Guest blog by Professor Tom Gally
If you’ve spent much time reading 19th-century novels, you’ve probably run across characters doing the same thing—that is, reading novels.
In Barchester Towers, Eleanor sits “in the window to get the advantage of the last daylight for her novel.” Anna Karenina waits for her husband “in front of the fireplace with her English novel.” And in Jane Eyre, Georgiana falls “asleep on the sofa over the perusal of a novel.”
What novels were they reading? While Eleanor might have been reading Jane Eyre and Anna might have been perusing Barchester Towers, it’s more likely that they were reading some of the thousands of other novels published in that century. Novels were the binge-watched television, the hit podcasts of the era—immersive, addictive, commercial—and they were produced and consumed in huge numbers.
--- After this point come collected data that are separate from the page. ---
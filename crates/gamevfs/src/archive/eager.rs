//! Archive pool with a directory tree built up front.

use std::collections::HashMap;
use std::path::PathBuf;

use gamevfs_path::{Path, fold_case};

use super::format::{self, ArchiveTable};
use super::{scope_base, split_location};
use crate::error::{VfsError, VfsResult};
use crate::pool::{folded_key, pool_key};
use crate::resource::{Content, DirEntry, ResourcePool, ResourceType};

const ROOT: usize = 0;

#[derive(Debug)]
enum NodeKind {
    Directory(Vec<usize>),
    File { offset: u64, length: u64 },
}

#[derive(Debug)]
struct Node {
    name: String,
    kind: NodeKind,
}

impl Node {
    fn is_directory(&self) -> bool {
        matches!(self.kind, NodeKind::Directory(_))
    }
}

/// The parsed directory tree of an archive.
#[derive(Debug)]
struct Tree {
    nodes: Vec<Node>,
    /// Folded full path to node index.
    index: HashMap<String, usize>,
}

impl Tree {
    fn build(table: &ArchiveTable) -> VfsResult<Self> {
        let mut tree = Tree {
            nodes: vec![Node {
                name: String::new(),
                kind: NodeKind::Directory(Vec::new()),
            }],
            index: HashMap::from([(String::new(), ROOT)]),
        };

        for entry in &table.entries {
            let key = folded_key(&entry.path);
            if let Some(&existing) = tree.index.get(&key) {
                if tree.nodes[existing].is_directory() {
                    return Err(VfsError::CorruptArchive(format!(
                        "file '{}' collides with a directory",
                        entry.path
                    )));
                }
                tracing::debug!(path = %entry.path, "duplicate archive entry ignored");
                continue;
            }

            let Some((name, dirs)) = entry.path.segments().split_last() else {
                continue;
            };
            let parent = tree.ensure_directories(dirs)?;
            tree.push(
                parent,
                key,
                Node {
                    name: name.clone(),
                    kind: NodeKind::File {
                        offset: entry.offset,
                        length: entry.length,
                    },
                },
            );
        }
        Ok(tree)
    }

    /// Make sure every prefix of `dirs` is a directory, creating the missing
    /// ones. Returns the index of the deepest.
    fn ensure_directories(&mut self, dirs: &[String]) -> VfsResult<usize> {
        let folded: Vec<String> = dirs.iter().map(|s| fold_case(s)).collect();
        let key_at = |depth: usize| folded[..depth].join("/");

        let mut missing = Vec::new();
        let mut depth = dirs.len();
        let mut parent = loop {
            match self.index.get(&key_at(depth)) {
                Some(&found) if self.nodes[found].is_directory() => break found,
                Some(_) => {
                    return Err(VfsError::CorruptArchive(format!(
                        "directory '{}' collides with a file",
                        dirs[..depth].join("/")
                    )));
                }
                // The root is always indexed, so depth never underflows.
                None => {
                    missing.push(depth);
                    depth -= 1;
                }
            }
        };

        while let Some(depth) = missing.pop() {
            parent = self.push(
                parent,
                key_at(depth),
                Node {
                    name: dirs[depth - 1].clone(),
                    kind: NodeKind::Directory(Vec::new()),
                },
            );
        }
        Ok(parent)
    }

    fn push(&mut self, parent: usize, key: String, node: Node) -> usize {
        let index = self.nodes.len();
        self.nodes.push(node);
        if let NodeKind::Directory(children) = &mut self.nodes[parent].kind {
            children.push(index);
        }
        self.index.insert(key, index);
        index
    }
}

/// A pool over an archive file, parsed into a tree at construction.
///
/// Lookups are case-insensitive. Each `open` reads through a freshly opened
/// file handle, so streams never share a cursor.
pub struct ArchivePool {
    file: PathBuf,
    data_offset: u64,
    tree: Tree,
    base: String,
    entry_count: usize,
}

impl std::fmt::Debug for ArchivePool {
    fn fmt(&self, f: &mut std::fmt::Formatter<'_>) -> std::fmt::Result {
        f.debug_struct("ArchivePool")
            .field("file", &self.file)
            .field("base", &self.base)
            .field("entries", &self.entry_count)
            .finish()
    }
}

impl ArchivePool {
    /// Open `archive-file[|base]`.
    pub fn open(location: &str) -> VfsResult<Self> {
        let (file, base) = split_location(location);
        Self::open_scoped(file, base.unwrap_or(""))
    }

    /// Open an archive, scoped to the directory `base` inside it.
    ///
    /// An empty base exposes the whole archive. A base that is not a
    /// directory of the archive is `NotFound`.
    pub fn open_scoped(file: impl AsRef<std::path::Path>, base: &str) -> VfsResult<Self> {
        let (file, table) = format::load(file.as_ref())?;
        let tree = Tree::build(&table)?;

        let base_key = folded_key(&scope_base(base)?);
        match tree.index.get(&base_key) {
            Some(&node) if tree.nodes[node].is_directory() => {}
            _ => {
                return Err(VfsError::NotFound(format!(
                    "{}|{base}",
                    file.display()
                )));
            }
        }

        tracing::debug!(
            archive = %file.display(),
            base = %base_key,
            nodes = tree.nodes.len(),
            "archive pool"
        );
        Ok(Self {
            file,
            data_offset: table.data_offset,
            tree,
            base: base_key,
            entry_count: table.entries.len(),
        })
    }

    /// The absolute archive file path.
    pub fn file(&self) -> &std::path::Path {
        &self.file
    }

    /// Number of entries in the archive table, duplicates included.
    pub fn entry_count(&self) -> usize {
        self.entry_count
    }

    fn node(&self, path: &Path) -> Option<&Node> {
        let key = folded_key(&pool_key(path)?);
        let full = match (self.base.is_empty(), key.is_empty()) {
            (true, _) => key,
            (false, true) => self.base.clone(),
            (false, false) => format!("{}/{key}", self.base),
        };
        self.tree.index.get(&full).map(|&i| &self.tree.nodes[i])
    }
}

impl ResourcePool for ArchivePool {
    fn resource_type(&self, path: &Path) -> ResourceType {
        match self.node(path) {
            Some(node) if node.is_directory() => ResourceType::Directory,
            Some(_) => ResourceType::File,
            None => ResourceType::NonExistent,
        }
    }

    fn open(&self, path: &Path) -> Option<Content> {
        match self.node(path)?.kind {
            NodeKind::File { offset, length } => {
                format::open_entry(&self.file, self.data_offset + offset, length)
            }
            NodeKind::Directory(_) => None,
        }
    }

    fn entries(&self, dir: &Path) -> Vec<DirEntry> {
        let Some(Node {
            kind: NodeKind::Directory(children),
            ..
        }) = self.node(dir)
        else {
            return Vec::new();
        };
        children
            .iter()
            .map(|&i| {
                let child = &self.tree.nodes[i];
                if child.is_directory() {
                    DirEntry::directory(&child.name)
                } else {
                    DirEntry::file(&child.name)
                }
            })
            .collect()
    }
}

#[cfg(test)]
mod tests {
    use super::*;
    use crate::archive::ArchiveBuilder;
    use std::io::Read;
    use tempfile::TempDir;

    fn write_archive(builder: ArchiveBuilder) -> (TempDir, PathBuf) {
        let dir = tempfile::tempdir().unwrap();
        let file = dir.path().join("data.pak");
        builder.write_file(&file).unwrap();
        (dir, file)
    }

    fn sample() -> (TempDir, PathBuf) {
        write_archive(
            ArchiveBuilder::new()
                .with_file("a.txt", "alpha")
                .unwrap()
                .with_file("B.txt", "beta")
                .unwrap()
                .with_file("c/D.txt", "delta")
                .unwrap(),
        )
    }

    fn read(pool: &ArchivePool, path: &str) -> String {
        let mut out = String::new();
        pool.open(&Path::parse(path))
            .unwrap()
            .read_to_string(&mut out)
            .unwrap();
        out
    }

    #[test]
    fn test_listing_in_table_order() {
        let (_dir, file) = sample();
        let pool = ArchivePool::open_scoped(&file, "").unwrap();
        assert_eq!(pool.files(&Path::parse(".")), vec!["a.txt", "B.txt"]);
        assert_eq!(pool.directories(&Path::parse(".")), vec!["c"]);
        assert_eq!(pool.list(&Path::parse("c")), vec!["D.txt"]);
        assert_eq!(pool.entry_count(), 3);
    }

    #[test]
    fn test_case_insensitive_open() {
        let (_dir, file) = sample();
        let pool = ArchivePool::open_scoped(&file, "").unwrap();
        assert_eq!(read(&pool, "C/d.txt"), "delta");
        assert_eq!(read(&pool, "b.TXT"), "beta");
        assert!(pool.open(&Path::parse("c")).is_none());
    }

    #[test]
    fn test_concurrent_streams_do_not_interfere() {
        let (_dir, file) = sample();
        let pool = ArchivePool::open_scoped(&file, "").unwrap();
        let mut first = pool.open(&Path::parse("a.txt")).unwrap();
        let mut second = pool.open(&Path::parse("c/D.txt")).unwrap();
        let mut byte = [0u8; 1];
        first.read_exact(&mut byte).unwrap();
        let mut rest = String::new();
        second.read_to_string(&mut rest).unwrap();
        assert_eq!(&byte, b"a");
        assert_eq!(rest, "delta");
        let mut tail = String::new();
        first.read_to_string(&mut tail).unwrap();
        assert_eq!(tail, "lpha");
    }

    #[test]
    fn test_parallel_reads_from_threads() {
        let (_dir, file) = sample();
        let pool = ArchivePool::open_scoped(&file, "").unwrap();
        let expected = [("a.txt", "alpha"), ("B.txt", "beta"), ("c/D.txt", "delta")];
        std::thread::scope(|scope| {
            for _ in 0..4 {
                for (path, text) in expected {
                    let pool = &pool;
                    scope.spawn(move || assert_eq!(read(pool, path), text));
                }
            }
        });
    }

    #[test]
    fn test_scoped_location() {
        let (_dir, file) = sample();
        let pool = ArchivePool::open(&format!("{}|C", file.display())).unwrap();
        assert_eq!(pool.list(&Path::parse("")), vec!["D.txt"]);
        assert_eq!(read(&pool, "d.txt"), "delta");
        assert_eq!(pool.resource_type(&Path::parse("a.txt")), ResourceType::NonExistent);
    }

    #[test]
    fn test_missing_base() {
        let (_dir, file) = sample();
        let err = ArchivePool::open_scoped(&file, "nope").unwrap_err();
        assert!(matches!(err, VfsError::NotFound(_)));
        let err = ArchivePool::open_scoped(&file, "a.txt").unwrap_err();
        assert!(matches!(err, VfsError::NotFound(_)));
    }

    #[test]
    fn test_duplicate_entries_first_wins() {
        let (_dir, file) = write_archive(
            ArchiveBuilder::new()
                .with_file("x.txt", "first")
                .unwrap()
                .with_file("X.TXT", "second")
                .unwrap(),
        );
        let pool = ArchivePool::open_scoped(&file, "").unwrap();
        assert_eq!(pool.list(&Path::parse("")), vec!["x.txt"]);
        assert_eq!(read(&pool, "X.txt"), "first");
    }

    #[test]
    fn test_file_directory_collision_is_corrupt() {
        let (_dir, file) = write_archive(
            ArchiveBuilder::new()
                .with_file("a", "file")
                .unwrap()
                .with_file("a/b", "nested")
                .unwrap(),
        );
        let err = ArchivePool::open_scoped(&file, "").unwrap_err();
        assert!(matches!(err, VfsError::CorruptArchive(_)));
    }

    #[test]
    fn test_bad_magic_fails_construction() {
        let dir = tempfile::tempdir().unwrap();
        let file = dir.path().join("junk.pak");
        std::fs::write(&file, b"not an archive").unwrap();
        let err = ArchivePool::open_scoped(&file, "").unwrap_err();
        assert!(matches!(err, VfsError::BadArchiveMagic { .. }));
    }

    #[test]
    fn test_missing_file() {
        let dir = tempfile::tempdir().unwrap();
        let err = ArchivePool::open_scoped(dir.path().join("gone.pak"), "").unwrap_err();
        assert!(matches!(err, VfsError::Io(_)));
    }

    #[test]
    fn test_nested_ancestors_created_once() {
        let (_dir, file) = write_archive(
            ArchiveBuilder::new()
                .with_file("x/y/z/1.txt", "1")
                .unwrap()
                .with_file("X/Y/2.txt", "2")
                .unwrap(),
        );
        let pool = ArchivePool::open_scoped(&file, "").unwrap();
        assert_eq!(pool.list(&Path::parse("x")), vec!["y"]);
        assert_eq!(pool.list(&Path::parse("x/y")), vec!["z", "2.txt"]);
        assert_eq!(pool.resource_type(&Path::parse("x/y/z")), ResourceType::Directory);
    }
}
Some of those novels are, of course, still read today. But for every Pride and Prejudice or A Tale of Two Cities, dozens more have been forgotten. In the 20th century, the novel came to be regarded as serious literature, something to be taught and studied, and attention narrowed to a limited number of authors and works. And as the books themselves aged, their paper turning yellow and brittle, libraries removed them from their shelves. With readers having access only to the reprinted “classics” that still made money for publishers, the vast majority of 19th-century novels were forgotten and unread.
Now, however, thanks to preservation and scanning by libraries at the University of Illinois at Urbana-Champaign and elsewhere, thousands of those forgotten novels are available at the Internet Archive. The list below has links to fifty of them—mostly British novels published between 1800 and 1899—as well as to Wikipedia articles for many of the authors.
I compiled this list after reading a fascinating recent study by Melanie Walsh and Maria Antoniak about books regarded as classics by users of the book-rating site Goodreads. They found that readers today seem to read mainly the well-known canonical works. Jane Eyre, for example, has more than 1,700,000 ratings at Goodreads and over 45,000 reviews.
For the following list, I chose only 19th-century novels that, as of May 2021, have not been reviewed or rated by anyone at Goodreads. There are many such forgotten novels in the Internet Archive’s collections, and it’s likely that some of them have not been read by anyone for over a century.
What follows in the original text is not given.